→ **Task description**
Would you please copy every line from the records that contains the word "Whether"?

---+---

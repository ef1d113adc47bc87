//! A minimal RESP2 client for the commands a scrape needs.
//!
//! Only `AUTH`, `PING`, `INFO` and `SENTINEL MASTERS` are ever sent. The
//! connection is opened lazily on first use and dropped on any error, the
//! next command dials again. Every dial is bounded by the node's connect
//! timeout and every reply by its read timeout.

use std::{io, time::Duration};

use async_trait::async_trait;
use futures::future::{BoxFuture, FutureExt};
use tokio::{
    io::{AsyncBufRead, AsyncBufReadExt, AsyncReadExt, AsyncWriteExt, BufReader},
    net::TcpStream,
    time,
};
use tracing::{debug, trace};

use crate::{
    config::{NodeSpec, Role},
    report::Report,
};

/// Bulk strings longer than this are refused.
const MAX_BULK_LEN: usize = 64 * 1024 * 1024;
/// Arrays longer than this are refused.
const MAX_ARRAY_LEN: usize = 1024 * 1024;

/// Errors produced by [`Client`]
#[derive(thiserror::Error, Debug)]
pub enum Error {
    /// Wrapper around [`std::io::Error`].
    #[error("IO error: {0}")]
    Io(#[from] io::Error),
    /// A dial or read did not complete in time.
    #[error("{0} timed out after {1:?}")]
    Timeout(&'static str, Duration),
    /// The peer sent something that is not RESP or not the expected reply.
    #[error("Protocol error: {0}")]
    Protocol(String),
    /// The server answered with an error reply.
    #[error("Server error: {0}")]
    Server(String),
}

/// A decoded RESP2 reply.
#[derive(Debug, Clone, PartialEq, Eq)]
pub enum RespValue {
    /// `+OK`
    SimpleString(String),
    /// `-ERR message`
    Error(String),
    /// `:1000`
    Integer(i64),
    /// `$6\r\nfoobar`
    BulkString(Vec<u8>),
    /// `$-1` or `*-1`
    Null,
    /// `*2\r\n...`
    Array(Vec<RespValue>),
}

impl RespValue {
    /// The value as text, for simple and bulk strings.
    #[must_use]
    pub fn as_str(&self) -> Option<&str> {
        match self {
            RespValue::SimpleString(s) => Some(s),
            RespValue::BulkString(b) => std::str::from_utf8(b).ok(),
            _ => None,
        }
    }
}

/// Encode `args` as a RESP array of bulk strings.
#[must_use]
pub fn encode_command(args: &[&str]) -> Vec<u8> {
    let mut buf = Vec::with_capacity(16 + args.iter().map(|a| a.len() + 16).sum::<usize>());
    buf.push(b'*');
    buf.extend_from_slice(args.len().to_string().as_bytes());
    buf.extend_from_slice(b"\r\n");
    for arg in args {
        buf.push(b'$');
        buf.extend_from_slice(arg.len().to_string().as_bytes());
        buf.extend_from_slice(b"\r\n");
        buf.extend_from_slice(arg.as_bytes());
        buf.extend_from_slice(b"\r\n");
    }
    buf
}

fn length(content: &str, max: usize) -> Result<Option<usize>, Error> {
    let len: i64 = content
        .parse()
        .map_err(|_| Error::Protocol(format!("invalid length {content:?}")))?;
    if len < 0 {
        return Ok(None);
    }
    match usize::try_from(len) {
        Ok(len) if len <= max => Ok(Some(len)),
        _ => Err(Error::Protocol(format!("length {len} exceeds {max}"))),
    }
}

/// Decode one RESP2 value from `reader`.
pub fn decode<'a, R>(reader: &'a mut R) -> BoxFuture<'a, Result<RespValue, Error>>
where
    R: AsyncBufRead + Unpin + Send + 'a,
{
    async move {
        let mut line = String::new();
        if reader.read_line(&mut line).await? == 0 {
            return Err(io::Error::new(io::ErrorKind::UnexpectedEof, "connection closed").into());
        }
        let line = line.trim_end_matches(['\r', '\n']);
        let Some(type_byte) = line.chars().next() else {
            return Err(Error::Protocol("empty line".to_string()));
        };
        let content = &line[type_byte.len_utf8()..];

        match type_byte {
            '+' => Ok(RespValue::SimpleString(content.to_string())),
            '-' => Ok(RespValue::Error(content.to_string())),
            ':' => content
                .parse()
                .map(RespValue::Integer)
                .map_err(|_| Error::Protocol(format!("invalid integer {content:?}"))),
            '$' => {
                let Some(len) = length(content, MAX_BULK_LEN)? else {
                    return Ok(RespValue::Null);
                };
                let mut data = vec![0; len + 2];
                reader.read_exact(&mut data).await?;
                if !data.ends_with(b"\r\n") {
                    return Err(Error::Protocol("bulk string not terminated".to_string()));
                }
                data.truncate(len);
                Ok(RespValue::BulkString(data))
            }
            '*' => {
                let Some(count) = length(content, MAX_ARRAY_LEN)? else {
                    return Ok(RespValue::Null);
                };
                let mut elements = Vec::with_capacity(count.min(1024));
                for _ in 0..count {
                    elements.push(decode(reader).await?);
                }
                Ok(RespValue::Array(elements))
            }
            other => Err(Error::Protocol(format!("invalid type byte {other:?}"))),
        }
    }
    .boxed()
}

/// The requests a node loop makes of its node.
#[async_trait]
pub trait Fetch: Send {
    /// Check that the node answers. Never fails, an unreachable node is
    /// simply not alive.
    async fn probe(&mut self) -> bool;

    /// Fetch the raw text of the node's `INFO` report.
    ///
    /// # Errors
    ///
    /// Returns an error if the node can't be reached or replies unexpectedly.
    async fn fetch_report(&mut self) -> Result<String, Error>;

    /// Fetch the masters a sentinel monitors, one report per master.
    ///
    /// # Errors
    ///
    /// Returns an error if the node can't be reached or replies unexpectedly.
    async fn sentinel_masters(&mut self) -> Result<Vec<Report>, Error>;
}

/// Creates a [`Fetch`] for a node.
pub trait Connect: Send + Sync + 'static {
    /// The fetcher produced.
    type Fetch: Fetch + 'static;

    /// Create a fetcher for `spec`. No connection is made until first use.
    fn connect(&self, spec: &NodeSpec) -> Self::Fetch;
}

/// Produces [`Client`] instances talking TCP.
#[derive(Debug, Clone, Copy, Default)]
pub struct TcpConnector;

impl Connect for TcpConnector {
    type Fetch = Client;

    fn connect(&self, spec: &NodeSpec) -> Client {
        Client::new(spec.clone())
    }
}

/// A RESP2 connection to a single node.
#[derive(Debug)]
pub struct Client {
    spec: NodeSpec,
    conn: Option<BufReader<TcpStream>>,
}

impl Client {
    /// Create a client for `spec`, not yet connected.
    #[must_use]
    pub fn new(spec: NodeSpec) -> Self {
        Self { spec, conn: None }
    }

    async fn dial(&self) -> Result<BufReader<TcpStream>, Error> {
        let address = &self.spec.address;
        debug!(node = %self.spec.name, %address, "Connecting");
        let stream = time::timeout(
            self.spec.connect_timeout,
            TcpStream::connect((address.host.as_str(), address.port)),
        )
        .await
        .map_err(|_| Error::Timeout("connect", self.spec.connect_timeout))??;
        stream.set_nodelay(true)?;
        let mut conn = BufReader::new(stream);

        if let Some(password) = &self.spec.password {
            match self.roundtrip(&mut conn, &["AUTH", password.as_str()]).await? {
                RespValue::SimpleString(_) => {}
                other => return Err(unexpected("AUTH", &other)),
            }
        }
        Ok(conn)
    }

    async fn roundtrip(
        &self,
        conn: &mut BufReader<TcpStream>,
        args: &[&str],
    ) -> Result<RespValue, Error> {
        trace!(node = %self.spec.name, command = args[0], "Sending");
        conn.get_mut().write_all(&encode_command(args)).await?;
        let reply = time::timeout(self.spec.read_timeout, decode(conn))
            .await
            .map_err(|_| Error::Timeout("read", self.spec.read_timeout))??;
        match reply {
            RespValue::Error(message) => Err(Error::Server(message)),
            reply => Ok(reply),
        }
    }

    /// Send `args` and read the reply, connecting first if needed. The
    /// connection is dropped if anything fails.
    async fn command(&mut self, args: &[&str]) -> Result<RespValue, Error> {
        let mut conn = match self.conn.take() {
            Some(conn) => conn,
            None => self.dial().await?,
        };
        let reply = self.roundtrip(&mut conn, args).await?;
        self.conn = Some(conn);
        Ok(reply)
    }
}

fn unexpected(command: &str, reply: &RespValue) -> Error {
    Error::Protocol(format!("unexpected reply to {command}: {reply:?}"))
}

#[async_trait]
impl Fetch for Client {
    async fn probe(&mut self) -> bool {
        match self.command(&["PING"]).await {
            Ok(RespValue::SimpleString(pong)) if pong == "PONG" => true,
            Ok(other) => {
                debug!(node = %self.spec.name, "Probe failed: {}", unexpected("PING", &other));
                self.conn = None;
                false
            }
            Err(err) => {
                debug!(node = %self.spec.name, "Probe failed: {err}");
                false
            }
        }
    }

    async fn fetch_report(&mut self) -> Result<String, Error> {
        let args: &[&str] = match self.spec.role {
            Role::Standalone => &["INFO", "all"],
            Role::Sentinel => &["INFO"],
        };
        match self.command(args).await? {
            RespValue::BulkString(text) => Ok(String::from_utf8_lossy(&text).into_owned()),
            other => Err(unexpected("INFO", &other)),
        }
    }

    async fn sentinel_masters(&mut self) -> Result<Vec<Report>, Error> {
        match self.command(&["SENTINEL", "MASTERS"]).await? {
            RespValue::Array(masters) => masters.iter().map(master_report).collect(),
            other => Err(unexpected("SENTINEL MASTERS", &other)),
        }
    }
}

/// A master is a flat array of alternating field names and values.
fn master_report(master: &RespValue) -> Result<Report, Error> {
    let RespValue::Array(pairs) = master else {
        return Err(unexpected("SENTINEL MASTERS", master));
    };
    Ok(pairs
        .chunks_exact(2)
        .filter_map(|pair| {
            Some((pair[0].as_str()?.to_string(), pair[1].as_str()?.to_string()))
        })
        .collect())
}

---+---

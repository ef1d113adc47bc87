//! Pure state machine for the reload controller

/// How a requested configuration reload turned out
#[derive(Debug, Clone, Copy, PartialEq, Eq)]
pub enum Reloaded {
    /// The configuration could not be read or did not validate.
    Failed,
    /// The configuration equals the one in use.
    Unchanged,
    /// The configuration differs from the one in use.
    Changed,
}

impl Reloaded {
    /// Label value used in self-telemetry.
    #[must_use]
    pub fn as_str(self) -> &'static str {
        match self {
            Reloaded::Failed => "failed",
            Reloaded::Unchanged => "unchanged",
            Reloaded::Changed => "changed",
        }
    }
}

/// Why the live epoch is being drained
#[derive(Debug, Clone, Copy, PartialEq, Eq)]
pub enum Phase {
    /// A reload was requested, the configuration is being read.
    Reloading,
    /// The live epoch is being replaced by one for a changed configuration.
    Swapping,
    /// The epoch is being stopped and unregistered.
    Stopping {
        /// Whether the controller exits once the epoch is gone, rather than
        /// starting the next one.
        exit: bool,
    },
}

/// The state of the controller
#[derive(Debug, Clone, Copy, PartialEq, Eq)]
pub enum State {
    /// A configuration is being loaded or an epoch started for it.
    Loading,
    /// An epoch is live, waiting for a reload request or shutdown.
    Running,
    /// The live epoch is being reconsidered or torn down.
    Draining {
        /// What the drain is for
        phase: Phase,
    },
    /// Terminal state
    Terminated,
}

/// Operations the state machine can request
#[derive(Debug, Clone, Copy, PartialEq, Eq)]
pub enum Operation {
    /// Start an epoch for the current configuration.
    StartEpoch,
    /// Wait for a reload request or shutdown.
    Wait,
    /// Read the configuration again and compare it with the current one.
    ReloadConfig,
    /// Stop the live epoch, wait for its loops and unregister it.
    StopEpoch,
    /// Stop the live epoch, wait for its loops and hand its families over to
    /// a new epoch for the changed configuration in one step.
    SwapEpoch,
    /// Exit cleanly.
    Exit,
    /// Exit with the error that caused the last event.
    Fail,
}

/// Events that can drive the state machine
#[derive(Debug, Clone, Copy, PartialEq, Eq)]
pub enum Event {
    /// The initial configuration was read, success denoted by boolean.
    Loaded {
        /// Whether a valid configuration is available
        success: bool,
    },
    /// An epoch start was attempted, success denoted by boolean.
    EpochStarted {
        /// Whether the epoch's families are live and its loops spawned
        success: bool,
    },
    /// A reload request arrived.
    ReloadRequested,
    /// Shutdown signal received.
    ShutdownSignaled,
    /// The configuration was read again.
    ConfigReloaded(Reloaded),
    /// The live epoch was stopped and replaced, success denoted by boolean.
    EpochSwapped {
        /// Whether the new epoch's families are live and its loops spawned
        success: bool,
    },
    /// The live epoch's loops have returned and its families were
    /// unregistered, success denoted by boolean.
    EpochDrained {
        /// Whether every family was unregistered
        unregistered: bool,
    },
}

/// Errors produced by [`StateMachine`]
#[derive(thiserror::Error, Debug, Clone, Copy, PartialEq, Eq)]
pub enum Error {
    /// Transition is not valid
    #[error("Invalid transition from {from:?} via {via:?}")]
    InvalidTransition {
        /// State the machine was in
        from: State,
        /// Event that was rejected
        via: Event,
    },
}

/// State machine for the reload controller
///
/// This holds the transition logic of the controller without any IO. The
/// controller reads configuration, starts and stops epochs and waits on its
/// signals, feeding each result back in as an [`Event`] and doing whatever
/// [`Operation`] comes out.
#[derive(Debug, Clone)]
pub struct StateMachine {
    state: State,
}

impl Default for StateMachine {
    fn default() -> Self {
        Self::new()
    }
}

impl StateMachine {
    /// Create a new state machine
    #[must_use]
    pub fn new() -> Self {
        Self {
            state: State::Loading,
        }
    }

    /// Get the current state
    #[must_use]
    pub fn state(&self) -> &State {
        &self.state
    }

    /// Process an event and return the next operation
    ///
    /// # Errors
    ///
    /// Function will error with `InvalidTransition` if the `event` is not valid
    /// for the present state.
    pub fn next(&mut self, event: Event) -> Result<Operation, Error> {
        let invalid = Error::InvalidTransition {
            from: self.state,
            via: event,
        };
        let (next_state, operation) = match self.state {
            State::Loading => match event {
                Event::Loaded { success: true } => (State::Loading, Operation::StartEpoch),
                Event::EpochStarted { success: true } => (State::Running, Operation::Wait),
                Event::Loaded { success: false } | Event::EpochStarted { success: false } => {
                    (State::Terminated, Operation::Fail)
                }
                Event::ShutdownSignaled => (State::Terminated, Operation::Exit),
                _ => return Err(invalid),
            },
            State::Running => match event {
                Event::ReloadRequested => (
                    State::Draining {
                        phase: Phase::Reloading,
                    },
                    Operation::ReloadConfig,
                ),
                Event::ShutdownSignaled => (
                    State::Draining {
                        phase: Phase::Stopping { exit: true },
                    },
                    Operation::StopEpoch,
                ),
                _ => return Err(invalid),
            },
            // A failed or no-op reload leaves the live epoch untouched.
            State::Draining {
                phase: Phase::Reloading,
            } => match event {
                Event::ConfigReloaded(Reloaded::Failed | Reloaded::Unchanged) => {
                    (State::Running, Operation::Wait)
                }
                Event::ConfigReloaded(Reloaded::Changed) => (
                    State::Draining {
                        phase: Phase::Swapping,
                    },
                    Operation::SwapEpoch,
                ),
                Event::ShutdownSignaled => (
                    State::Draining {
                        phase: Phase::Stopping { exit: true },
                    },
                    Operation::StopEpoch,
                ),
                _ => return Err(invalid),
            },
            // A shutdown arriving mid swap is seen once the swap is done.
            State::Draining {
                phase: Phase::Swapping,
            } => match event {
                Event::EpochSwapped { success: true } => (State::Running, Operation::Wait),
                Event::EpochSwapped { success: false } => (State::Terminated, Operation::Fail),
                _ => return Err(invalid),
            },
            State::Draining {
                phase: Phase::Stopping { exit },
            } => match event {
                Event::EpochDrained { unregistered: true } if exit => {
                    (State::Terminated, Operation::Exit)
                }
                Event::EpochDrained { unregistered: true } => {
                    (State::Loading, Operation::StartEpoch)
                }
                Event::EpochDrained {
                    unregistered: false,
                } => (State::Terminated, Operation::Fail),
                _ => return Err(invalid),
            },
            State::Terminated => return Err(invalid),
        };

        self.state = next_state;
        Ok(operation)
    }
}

---+---

→ **Task output**
        /// Whether the controller exits once the epoch is gone, rather than
        /// Whether a valid configuration is available
        /// Whether the epoch's families are live and its loops spawned
        /// Whether the new epoch's families are live and its loops spawned
        /// Whether every family was unregistered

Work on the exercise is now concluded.